In Hungary, where the right-wing government led by Viktor Orbán has crushed judicial independence, transformed once-lively media into propaganda instruments, and manipulated the electoral system to minimize the chance of defeat at the polls, a reinterpretation of Hungary’s 1956 revolt appears designed to bolster Orbán’s broader view of the nation’s history, which pits alien leftist and liberal forces against the defenders of Hungarian sovereignty and identity.
Progovernment journalists and scholars are drafting an alternative past in which Hungary’s uprising against Soviet domination and totalitarian rule was not led by local communist officials, left-leaning intellectuals, and the Catholic Church, and the only heroes were young street fighters who were often martyred. For example, they disparage the role of Prime Minister Imre Nagy, who was executed after the 1956 rebellion was crushed, and other revolutionary leftists.
In Poland, where Jaroslaw Kaczyński’s right-wing Law and Justice party has carried out a similar attack on judicial independence and other democratic checks and balances, government officials have advocated the revisionist idea that Poland’s 1989 revolution, driven by the Solidarity labor movement, was betrayed by its leaders when they pursued the country’s eventual integration with Western Europe. Lech Wałęsa, the Solidarity founder and first postcommunist president, is now routinely accused of communist collaboration.
The reinterpretation of history is not, of course, automatically objectionable. But in Hungary and Poland, the reassessments of communist-era events are being led by politicians and the state, not by independent historians. The outcome of the process is predetermined, and those who object risk being hounded into silence by the government and its propagandists.
Oddly enough, in seeking to appropriate for themselves the legacy of the fight against Soviet domination, Central European governments are following Moscow’s lead in the field of historical revisionism.
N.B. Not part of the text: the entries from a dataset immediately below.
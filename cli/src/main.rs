//! chainreplica CLI — inspect and drive a SQLite-backed replica.
//!
//! Usage:
//! ```bash
//! chainreplica publish ./replica.db subscribe:abcd:1700000000
//! chainreplica status  ./replica.db
//! chainreplica parse   unsubscribe:abcd
//! chainreplica info
//! ```

use std::env;
use std::process;

use chainreplica_core::{decode_checkpoint, Database, DataStoreConfig, SubEvent};
use chainreplica_storage::SqliteDatabase;

#[tokio::main]
async fn main() {
    let args: Vec<String> = env::args().collect();
    if args.len() < 2 {
        print_usage();
        process::exit(1);
    }

    let result = match args[1].as_str() {
        "info" => {
            cmd_info();
            Ok(())
        }
        "version" | "--version" | "-V" => {
            println!("chainreplica {}", env!("CARGO_PKG_VERSION"));
            Ok(())
        }
        "help" | "--help" | "-h" => {
            print_usage();
            Ok(())
        }
        "config" => cmd_config(),
        "parse" => match args.get(2) {
            Some(payload) => {
                cmd_parse(payload);
                Ok(())
            }
            None => usage_error("parse <payload>"),
        },
        "publish" => match (args.get(2), args.get(3)) {
            (Some(db), Some(payload)) => cmd_publish(db, payload).await,
            _ => usage_error("publish <db> <payload>"),
        },
        "status" => match args.get(2) {
            Some(db) => cmd_status(db).await,
            None => usage_error("status <db>"),
        },
        other => {
            eprintln!("Unknown command: {other}");
            print_usage();
            process::exit(1);
        }
    };

    if let Err(e) = result {
        eprintln!("error: {e}");
        process::exit(1);
    }
}

fn print_usage() {
    println!("chainreplica {}", env!("CARGO_PKG_VERSION"));
    println!("Reorg-aware replication of namespaced chain data\n");
    println!("USAGE:");
    println!("    chainreplica <COMMAND>\n");
    println!("COMMANDS:");
    println!("    info                    Show ChainReplica configuration info");
    println!("    config                  Print the default data store config as JSON");
    println!("    parse <payload>         Parse a control message");
    println!("    publish <db> <payload>  Queue a control message for a SQLite replica");
    println!("    status <db>             List the namespaces a SQLite replica tracks");
    println!("    version                 Print version");
    println!("    help                    Print this help");
}

fn usage_error(usage: &str) -> Result<(), Box<dyn std::error::Error>> {
    Err(format!("usage: chainreplica {usage}").into())
}

fn cmd_info() {
    let config = DataStoreConfig::default();
    println!("ChainReplica v{}", env!("CARGO_PKG_VERSION"));
    println!("  Default chain: {}", config.chain.name);
    println!("  Default maturity delay: {} blocks", config.chain.maturity_delay);
    println!("  Default replication mode: {:?}", config.replication);
    println!("  Record format: specifier (16 B) | namespace (4 B) | payload");
    println!("  Control messages: subscribe:<ns>[:<start>], unsubscribe:<ns>");
    println!("  Storage backends: memory, SQLite (feature: sqlite)");
}

fn cmd_config() -> Result<(), Box<dyn std::error::Error>> {
    println!("{}", serde_json::to_string_pretty(&DataStoreConfig::default())?);
    Ok(())
}

fn cmd_parse(payload: &str) {
    match SubEvent::parse(payload) {
        Some(ev) => println!("{:?} {} start={}  ({ev})", ev.action, ev.namespace, ev.start),
        None => println!("rejected"),
    }
}

async fn cmd_publish(path: &str, payload: &str) -> Result<(), Box<dyn std::error::Error>> {
    if SubEvent::parse(payload).is_none() {
        return Err(format!("not a valid control message: {payload}").into());
    }
    let db = SqliteDatabase::open(path).await?;
    db.publish_control(payload).await?;
    db.close().await?;
    println!("queued {payload}");
    Ok(())
}

async fn cmd_status(path: &str) -> Result<(), Box<dyn std::error::Error>> {
    let db = SqliteDatabase::open(path).await?;
    let managers = db.load_managers().await?;
    if managers.is_empty() {
        println!("No namespaces tracked");
    }
    for (namespace, checkpoint) in managers {
        let records = db.data_count(namespace).await?;
        match decode_checkpoint(&checkpoint) {
            Ok((state, pending)) => {
                println!("{namespace}");
                println!("  Block height:    {}", state.block_height);
                println!("  Next data id:    {}", state.data_id);
                println!("  Records stored:  {records}");
                println!("  Pending blocks:  {}", pending.len());
                println!("  Subscribe start: {}", state.subscribe_start);
                println!("  Last change:     {}", state.recent_change_id);
            }
            Err(e) => println!("{namespace}\n  unreadable checkpoint: {e}"),
        }
    }

    let queued = db.pending_control().await?;
    if !queued.is_empty() {
        println!("Queued control messages: {}", queued.join(", "));
    }
    db.close().await?;
    Ok(())
}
Vladimir Putin has long directed a history falsification project meant, among other things, to rehabilitate Stalin and associate his own rule with past Soviet greatness.
Like Putin and his acolytes, ruling party officials in Hungary and Poland argue that the revision of history is part of their effort to reassert national sovereignty and lift their countries off their knees. Sadly, the actual result weakens these societies by denying their students a proper education and forcing honest scholars to live or publish abroad.
But the stakes are much higher than that. If the decisive factor of the Cold War was the brittleness of the Soviet system, the challenge today is the vulnerability of democracy. Dictators and demagogues have become adept at exploiting the weaknesses of democratic politics and institutions to turn citizens against one another and break down democratic alliances. Political fights over history serve both purposes by tarring critics of the revision as unpatriotic or treasonous and creating friction with neighboring states.
Fifty years on, new threats to the values that inspired the Prague Spring demand a revived movement for democracy, with tactics and ideas suitable to the task. Among other things, such a movement must recognize that lies about the past are no less dangerous than lies about the present.